5年間で492人の死者を出している「着衣着火」の恐ろしさについてNITEが会見しました。特に冬場にキッチンで調理する際、服装には注意する必要があります。

この5年間で492人が命を落とした危険な火災がある。

着衣着火」だ。

着ている服に火が引火し、体に燃え移る火災のことで、毎年100人近くが亡くなっている。

特に冬場はキッチンで調理している際に巻き込まれる危険性がある。

ちょっとした油断が命取りとなる着衣着火の恐ろしさとは。もし、着火してしまった場合の対処法は。

毎年100人前後が死亡

NITE(製品評価技術基盤機構)が総務省消防庁のデータをもとにまとめたデータによると、着衣着火の死者数は2017〜21年で計492人にのぼった。

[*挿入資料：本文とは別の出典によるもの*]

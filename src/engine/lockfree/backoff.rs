//! ### English
//! Spin-then-yield backoff used by the encode thread before it parks.
//!
//! - Spin briefly: the render thread usually submits the next frame within microseconds.
//! - Yield for a bounded number of steps, then report completion so the caller can `park()`.
//!
//! ### 中文
//! 编码线程在 park 之前使用的“短自旋 + 让出调度”退避。
//!
//! - 先短暂自旋：渲染线程通常会在几微秒内提交下一帧；
//! - 再有限次数地 `yield`，之后报告完成，由调用方 `park()`。

use std::thread;

/// ### English
/// Spin budget before switching to `yield_now()`.
///
/// ### 中文
/// 在切换到 `yield_now()` 之前允许的自旋次数预算。
const SPIN_LIMIT: u32 = 64;

/// ### English
/// Yield budget after spinning; once exhausted the waiter should park.
///
/// ### 中文
/// 自旋结束后的 yield 次数预算；耗尽后等待方应当 park。
const YIELD_LIMIT: u32 = 16;

/// ### English
/// Spin-then-yield backoff state.
///
/// ### 中文
/// “短自旋 + 让出调度”的退避状态。
pub(crate) struct Backoff {
    spins: u32,
}

impl Backoff {
    #[inline]
    pub(crate) fn new() -> Self {
        Self { spins: 0 }
    }

    /// ### English
    /// Performs one backoff step.
    ///
    /// ### 中文
    /// 执行一次退避步骤。
    #[inline]
    pub(crate) fn snooze(&mut self) {
        if self.spins < SPIN_LIMIT {
            std::hint::spin_loop();
        } else {
            thread::yield_now();
        }
        self.spins = self.spins.saturating_add(1);
    }

    /// ### English
    /// Returns `true` once both budgets are spent (time to park instead of snoozing).
    ///
    /// ### 中文
    /// 两段预算都耗尽后返回 `true`（此时应 park，而不是继续 snooze）。
    #[inline]
    pub(crate) fn is_completed(&self) -> bool {
        self.spins >= SPIN_LIMIT + YIELD_LIMIT
    }

    #[inline]
    pub(crate) fn reset(&mut self) {
        self.spins = 0;
    }
}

毎年100人前後(88〜111人)が死亡しており、被害者の9割近くは65歳以上の高齢者だった。

着衣着火の要因で最も多かったのは

NITEに通知があった着衣着火の火災件数は、17〜21年で計20件。

命を落としたり、重いやけどを負ったりするケースが多く、20件のうち死亡が6件、重傷が5件。

また、20件のうち、着衣着火が起きた要因として最も多かったのは「ガスコンロ」の7件で、死者と重傷者がいずれも2人いた。

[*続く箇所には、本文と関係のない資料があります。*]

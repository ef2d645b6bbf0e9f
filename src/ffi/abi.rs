//! ### English
//! ABI version and the `#[repr(C)]` structs shared with the host.
//!
//! ### 中文
//! ABI 版本号以及与宿主共享的 `#[repr(C)]` 结构体。

use std::ffi::c_char;

/// ### English
/// C ABI version for `frame_pipe`.
///
/// ### 中文
/// `frame_pipe` 的 C ABI 版本号。
pub const FRAME_PIPE_ABI_VERSION: u32 = 1;

/// ### English
/// `frame_pipe_query_task` result: the id is outside the live window (or `0`).
///
/// ### 中文
/// `frame_pipe_query_task` 结果：id 不在有效窗口内（或为 `0`）。
pub const FRAME_PIPE_TASK_NOT_FOUND: u32 = 0;
pub const FRAME_PIPE_TASK_PENDING: u32 = 1;
pub const FRAME_PIPE_TASK_DONE: u32 = 2;
pub const FRAME_PIPE_TASK_FAILED: u32 = 3;

#[repr(C)]
#[derive(Clone, Copy, Debug)]
/// ### English
/// Ring sizes for `frame_pipe_configure`. `0` keeps the default for that ring.
///
/// ### 中文
/// `frame_pipe_configure` 使用的 ring 尺寸。`0` 表示该 ring 保持默认值。
pub struct FramePipeConfig {
    pub encoder_ring_capacity: u32,
    pub submission_ring_capacity: u32,
}

#[repr(C)]
#[derive(Clone, Copy, Debug)]
/// ### English
/// Host-memory frame for `frame_pipe_encode`: `height` rows of `pitch` bytes at `data`.
///
/// ### 中文
/// `frame_pipe_encode` 使用的主机内存帧：`data` 处共 `height` 行、每行 `pitch` 字节。
pub struct FramePipeFrame {
    pub data: *const u8,
    pub pitch: u32,
    pub width: u32,
    pub height: u32,
}

#[repr(C)]
#[derive(Clone, Copy, Debug)]
/// ### English
/// Output of `frame_pipe_query_task`.
///
/// ### 中文
/// `frame_pipe_query_task` 的输出。
pub struct FramePipeTaskStatus {
    /// ### English
    /// One of the `FRAME_PIPE_TASK_*` values (same as the function's return value).
    ///
    /// ### 中文
    /// `FRAME_PIPE_TASK_*` 之一（与函数返回值相同）。
    pub state: u32,
    /// ### English
    /// Encoded bytes when `state == DONE`, else NULL. Owned by the library; valid until the task
    /// is cleared.
    ///
    /// ### 中文
    /// `state == DONE` 时为编码字节，否则为 NULL。由本库持有；在任务被清除前有效。
    pub data: *const u8,
    pub size: u64,
    /// ### English
    /// NUL-terminated error text when `state == FAILED`, else NULL. Valid until the task is
    /// cleared.
    ///
    /// ### 中文
    /// `state == FAILED` 时为以 NUL 结尾的错误文本，否则为 NULL。在任务被清除前有效。
    pub error: *const c_char,
}

impl FramePipeTaskStatus {
    pub(super) const NOT_FOUND: Self = Self {
        state: FRAME_PIPE_TASK_NOT_FOUND,
        data: std::ptr::null(),
        size: 0,
        error: std::ptr::null(),
    };
}

#[unsafe(no_mangle)]
/// ### English
/// Returns the C ABI version.
///
/// ### 中文
/// 返回 C ABI 版本号。
pub extern "C" fn frame_pipe_abi_version() -> u32 {
    FRAME_PIPE_ABI_VERSION
}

ついで「ライター」が4件、「草焼きバーナー」が3件だった。

火災の原因は「消費者の誤使用・不注意」が最多の9件だった。

ガスコンロを使用中、電気ストーブを背に……

NITEに寄せられた火災の被害は次のとおりだ。

2019年11月、北海道で80歳以上の女性がガスコンロを使用中、着衣に着火して死亡した。

2017年11月、東京都で70歳代の男性が電気ストーブを背にして暖をとっていたところ、着衣に着火してやけどを負った。

電気ストーブに接触したか、衣服が加熱して発火した可能性がある。

2017年10月、静岡県で50歳代の男性が使用したライターを衣服のポケットに入れたところ、衣服が燃えて重傷やけどを負った。

ライターのノズル付近に異物が付着し、ノズルが戻らなくなって残火があったとみられる。

2020年11月、兵庫県で80歳以上の男性が草焼きバーナーにから出た火が衣服に移り、死亡した。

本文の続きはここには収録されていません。